◆ Exercise objective ◆
In your answer, print each of the records below exactly.

◆ Data for analysis ◆

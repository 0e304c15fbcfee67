//! Session records and the store seam.
//!
//! The store is a pure data layer: it knows nothing about TTL policy or
//! authentication. The `SessionStore` trait is the seam that lets the
//! manager run against the in-memory store in production and against
//! failure-injecting fakes in tests.

use async_trait::async_trait;
use chrono::{DateTime, Utc};
use dashmap::DashMap;
use serde::{Deserialize, Serialize};
use thiserror::Error;

/// A server-side session binding an opaque token to a wallet address.
#[derive(Debug, Clone, Serialize, Deserialize)]
pub struct Session {
    /// Opaque unique token, used only for lookup.
    pub session_id: String,

    /// The authenticated wallet address bound at creation.
    pub address: String,

    /// When the session was created.
    pub created_at: DateTime<Utc>,

    /// When the session stops being valid. Fixed at creation.
    pub expires_at: DateTime<Utc>,

    /// Last successful verification. Observability only; never moves
    /// `expires_at`.
    pub last_seen_at: DateTime<Utc>,
}

impl Session {
    /// Whether the session is expired as of `now`.
    pub fn is_expired_at(&self, now: DateTime<Utc>) -> bool {
        now >= self.expires_at
    }
}

/// Errors that can occur in the persistence layer.
#[derive(Debug, Error)]
pub enum StoreError {
    /// The store is unreachable.
    #[error("session store unavailable: {0}")]
    Unavailable(String),
}

/// Persistence seam for session records.
///
/// Mutations must be mutually exclusive per session id but independent
/// across ids; implementations must not take a global lock.
#[async_trait]
pub trait SessionStore: Send + Sync {
    /// Persist a session record, replacing any record with the same id.
    async fn insert(&self, session: Session) -> Result<(), StoreError>;

    /// Look up a session by id.
    async fn get(&self, session_id: &str) -> Result<Option<Session>, StoreError>;

    /// Delete a session by id, returning the removed record if present.
    async fn remove(&self, session_id: &str) -> Result<Option<Session>, StoreError>;

    /// Update `last_seen_at` for a session, if it still exists.
    async fn touch(&self, session_id: &str, at: DateTime<Utc>) -> Result<(), StoreError>;

    /// Delete every record with `expires_at <= now`; returns how many were
    /// removed.
    async fn remove_expired(&self, now: DateTime<Utc>) -> Result<usize, StoreError>;

    /// Number of records currently in the store.
    async fn len(&self) -> Result<usize, StoreError>;
}

/// In-memory session store.
///
/// DashMap shards give per-key mutual exclusion without a global lock, so
/// concurrent creates, verifies, and sweeps on different ids never contend.
#[derive(Debug, Default)]
pub struct MemoryStore {
    sessions: DashMap<String, Session>,
}

impl MemoryStore {
    /// Create an empty store.
    pub fn new() -> Self {
        Self::default()
    }
}

#[async_trait]
impl SessionStore for MemoryStore {
    async fn insert(&self, session: Session) -> Result<(), StoreError> {
        self.sessions.insert(session.session_id.clone(), session);
        Ok(())
    }

    async fn get(&self, session_id: &str) -> Result<Option<Session>, StoreError> {
        Ok(self
            .sessions
            .get(session_id)
            .map(|entry| entry.value().clone()))
    }

    async fn remove(&self, session_id: &str) -> Result<Option<Session>, StoreError> {
        Ok(self.sessions.remove(session_id).map(|(_, session)| session))
    }

    async fn touch(&self, session_id: &str, at: DateTime<Utc>) -> Result<(), StoreError> {
        if let Some(mut entry) = self.sessions.get_mut(session_id) {
            entry.last_seen_at = at;
        }
        Ok(())
    }

    async fn remove_expired(&self, now: DateTime<Utc>) -> Result<usize, StoreError> {
        let mut removed = 0;
        self.sessions.retain(|_, session| {
            if session.expires_at <= now {
                removed += 1;
                false
            } else {
                true
            }
        });
        Ok(removed)
    }

    async fn len(&self) -> Result<usize, StoreError> {
        Ok(self.sessions.len())
    }
}

#[cfg(test)]
mod tests {
    use super::*;
    use chrono::Duration;

    fn session(id: &str, address: &str, ttl_secs: i64) -> Session {
        let now = Utc::now();
        Session {
            session_id: id.to_string(),
            address: address.to_string(),
            created_at: now,
            expires_at: now + Duration::seconds(ttl_secs),
            last_seen_at: now,
        }
    }

    #[tokio::test]
    async fn test_insert_and_get() {
        let store = MemoryStore::new();
        store.insert(session("s1", "0xabc", 60)).await.unwrap();

        let found = store.get("s1").await.unwrap().unwrap();
        assert_eq!(found.address, "0xabc");
        assert!(store.get("missing").await.unwrap().is_none());
    }

    #[tokio::test]
    async fn test_remove_returns_record() {
        let store = MemoryStore::new();
        store.insert(session("s1", "0xabc", 60)).await.unwrap();

        let removed = store.remove("s1").await.unwrap();
        assert!(removed.is_some());
        assert!(store.get("s1").await.unwrap().is_none());

        // Removing again is a no-op.
        assert!(store.remove("s1").await.unwrap().is_none());
    }

    #[tokio::test]
    async fn test_touch_updates_last_seen() {
        let store = MemoryStore::new();
        store.insert(session("s1", "0xabc", 60)).await.unwrap();

        let later = Utc::now() + Duration::seconds(30);
        store.touch("s1", later).await.unwrap();

        let found = store.get("s1").await.unwrap().unwrap();
        assert_eq!(found.last_seen_at, later);

        // Touching a missing session is not an error.
        store.touch("missing", later).await.unwrap();
    }

    #[tokio::test]
    async fn test_remove_expired_removes_exactly_the_expired_set() {
        let store = MemoryStore::new();
        store.insert(session("live-1", "0xaaa", 3600)).await.unwrap();
        store.insert(session("dead-1", "0xbbb", -10)).await.unwrap();
        store.insert(session("dead-2", "0xccc", -300)).await.unwrap();

        let removed = store.remove_expired(Utc::now()).await.unwrap();
        assert_eq!(removed, 2);
        assert_eq!(store.len().await.unwrap(), 1);
        assert!(store.get("live-1").await.unwrap().is_some());

        // Idempotent: a second sweep removes nothing.
        let removed = store.remove_expired(Utc::now()).await.unwrap();
        assert_eq!(removed, 0);
    }

    #[tokio::test]
    async fn test_expiry_boundary_is_inclusive() {
        let store = MemoryStore::new();
        let now = Utc::now();
        let mut s = session("s1", "0xabc", 0);
        s.expires_at = now;
        store.insert(s).await.unwrap();

        // expires_at <= now counts as expired.
        let removed = store.remove_expired(now).await.unwrap();
        assert_eq!(removed, 1);
    }
}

◆ Answer space ◆
repository 0e304c15fbcfee67
//! Session records and the store seam.
//!
//! The store is a pure data layer: it knows nothing about TTL policy or
//! authentication. The `SessionStore` trait is the seam that lets the
//! manager run against the in-memory store in production and against
//! failure-injecting fakes in tests.

use async_trait::async_trait;
use chrono::{DateTime, Utc};
use dashmap::DashMap;
use serde::{Deserialize, Serialize};
use thiserror::Error;

/// A server-side session binding an opaque token to a wallet address.
#[derive(Debug, Clone, Serialize, Deserialize)]
pub struct Session {
    /// Opaque unique token, used only for lookup.
    pub session_id: String,

    /// The authenticated wallet address bound at creation.
    pub address: String,

    /// When the session was created.
    pub created_at: DateTime<Utc>,

    /// When the session stops being valid. Fixed at creation.
    pub expires_at: DateTime<Utc>,

    /// Last successful verification. Observability only; never moves
    /// `expires_at`.
    pub last_seen_at: DateTime<Utc>,
}

impl Session {
    /// Whether the session is expired as of `now`.
    pub fn is_expired_at(&self, now: DateTime<Utc>) -> bool {
        now >= self.expires_at
    }
}

/// Errors that can occur in the persistence layer.
#[derive(Debug, Error)]
pub enum StoreError {
    /// The store is unreachable.
    #[error("session store unavailable: {0}")]
    Unavailable(String),
}

/// Persistence seam for session records.
///
/// Mutations must be mutually exclusive per session id but independent
/// across ids; implementations must not take a global lock.
#[async_trait]
pub trait SessionStore: Send + Sync {
    /// Persist a session record, replacing any record with the same id.
    async fn insert(&self, session: Session) -> Result<(), StoreError>;

    /// Look up a session by id.
    async fn get(&self, session_id: &str) -> Result<Option<Session>, StoreError>;

    /// Delete a session by id, returning the removed record if present.
    async fn remove(&self, session_id: &str) -> Result<Option<Session>, StoreError>;

    /// Update `last_seen_at` for a session, if it still exists.
    async fn touch(&self, session_id: &str, at: DateTime<Utc>) -> Result<(), StoreError>;

    /// Delete every record with `expires_at <= now`; returns how many were
    /// removed.
    async fn remove_expired(&self, now: DateTime<Utc>) -> Result<usize, StoreError>;

    /// Number of records currently in the store.
    async fn len(&self) -> Result<usize, StoreError>;
}

/// In-memory session store.
///
/// DashMap shards give per-key mutual exclusion without a global lock, so
/// concurrent creates, verifies, and sweeps on different ids never contend.
#[derive(Debug, Default)]
pub struct MemoryStore {
    sessions: DashMap<String, Session>,
}

impl MemoryStore {
    /// Create an empty store.
    pub fn new() -> Self {
        Self::default()
    }
}

#[async_trait]
impl SessionStore for MemoryStore {
    async fn insert(&self, session: Session) -> Result<(), StoreError> {
        self.sessions.insert(session.session_id.clone(), session);
        Ok(())
    }

    async fn get(&self, session_id: &str) -> Result<Option<Session>, StoreError> {
        Ok(self
            .sessions
            .get(session_id)
            .map(|entry| entry.value().clone()))
    }

    async fn remove(&self, session_id: &str) -> Result<Option<Session>, StoreError> {
        Ok(self.sessions.remove(session_id).map(|(_, session)| session))
    }

    async fn touch(&self, session_id: &str, at: DateTime<Utc>) -> Result<(), StoreError> {
        if let Some(mut entry) = self.sessions.get_mut(session_id) {
            entry.last_seen_at = at;
        }
        Ok(())
    }

    async fn remove_expired(&self, now: DateTime<Utc>) -> Result<usize, StoreError> {
        let mut removed = 0;
        self.sessions.retain(|_, session| {
            if session.expires_at <= now {
                removed += 1;
                false
            } else {
                true
            }
        });
        Ok(removed)
    }

    async fn len(&self) -> Result<usize, StoreError> {
        Ok(self.sessions.len())
    }
}

#[cfg(test)]
mod tests {
    use super::*;
    use chrono::Duration;

    fn session(id: &str, address: &str, ttl_secs: i64) -> Session {
        let now = Utc::now();
        Session {
            session_id: id.to_string(),
            address: address.to_string(),
            created_at: now,
            expires_at: now + Duration::seconds(ttl_secs),
            last_seen_at: now,
        }
    }

    #[tokio::test]
    async fn test_insert_and_get() {
        let store = MemoryStore::new();
        store.insert(session("s1", "0xabc", 60)).await.unwrap();

        let found = store.get("s1").await.unwrap().unwrap();
        assert_eq!(found.address, "0xabc");
        assert!(store.get("missing").await.unwrap().is_none());
    }

    #[tokio::test]
    async fn test_remove_returns_record() {
        let store = MemoryStore::new();
        store.insert(session("s1", "0xabc", 60)).await.unwrap();

        let removed = store.remove("s1").await.unwrap();
        assert!(removed.is_some());
        assert!(store.get("s1").await.unwrap().is_none());

        // Removing again is a no-op.
        assert!(store.remove("s1").await.unwrap().is_none());
    }

    #[tokio::test]
    async fn test_touch_updates_last_seen() {
        let store = MemoryStore::new();
        store.insert(session("s1", "0xabc", 60)).await.unwrap();

        let later = Utc::now() + Duration::seconds(30);
        store.touch("s1", later).await.unwrap();

        let found = store.get("s1").await.unwrap().unwrap();
        assert_eq!(found.last_seen_at, later);

        // Touching a missing session is not an error.
        store.touch("missing", later).await.unwrap();
    }

    #[tokio::test]
    async fn test_remove_expired_removes_exactly_the_expired_set() {
        let store = MemoryStore::new();
        store.insert(session("live-1", "0xaaa", 3600)).await.unwrap();
        store.insert(session("dead-1", "0xbbb", -10)).await.unwrap();
        store.insert(session("dead-2", "0xccc", -300)).await.unwrap();

        let removed = store.remove_expired(Utc::now()).await.unwrap();
        assert_eq!(removed, 2);
        assert_eq!(store.len().await.unwrap(), 1);
        assert!(store.get("live-1").await.unwrap().is_some());

        // Idempotent: a second sweep removes nothing.
        let removed = store.remove_expired(Utc::now()).await.unwrap();
        assert_eq!(removed, 0);
    }

    #[tokio::test]
    async fn test_expiry_boundary_is_inclusive() {
        let store = MemoryStore::new();
        let now = Utc::now();
        let mut s = session("s1", "0xabc", 0);
        s.expires_at = now;
        store.insert(s).await.unwrap();

        // expires_at <= now counts as expired.
        let removed = store.remove_expired(now).await.unwrap();
        assert_eq!(removed, 1);
    }
}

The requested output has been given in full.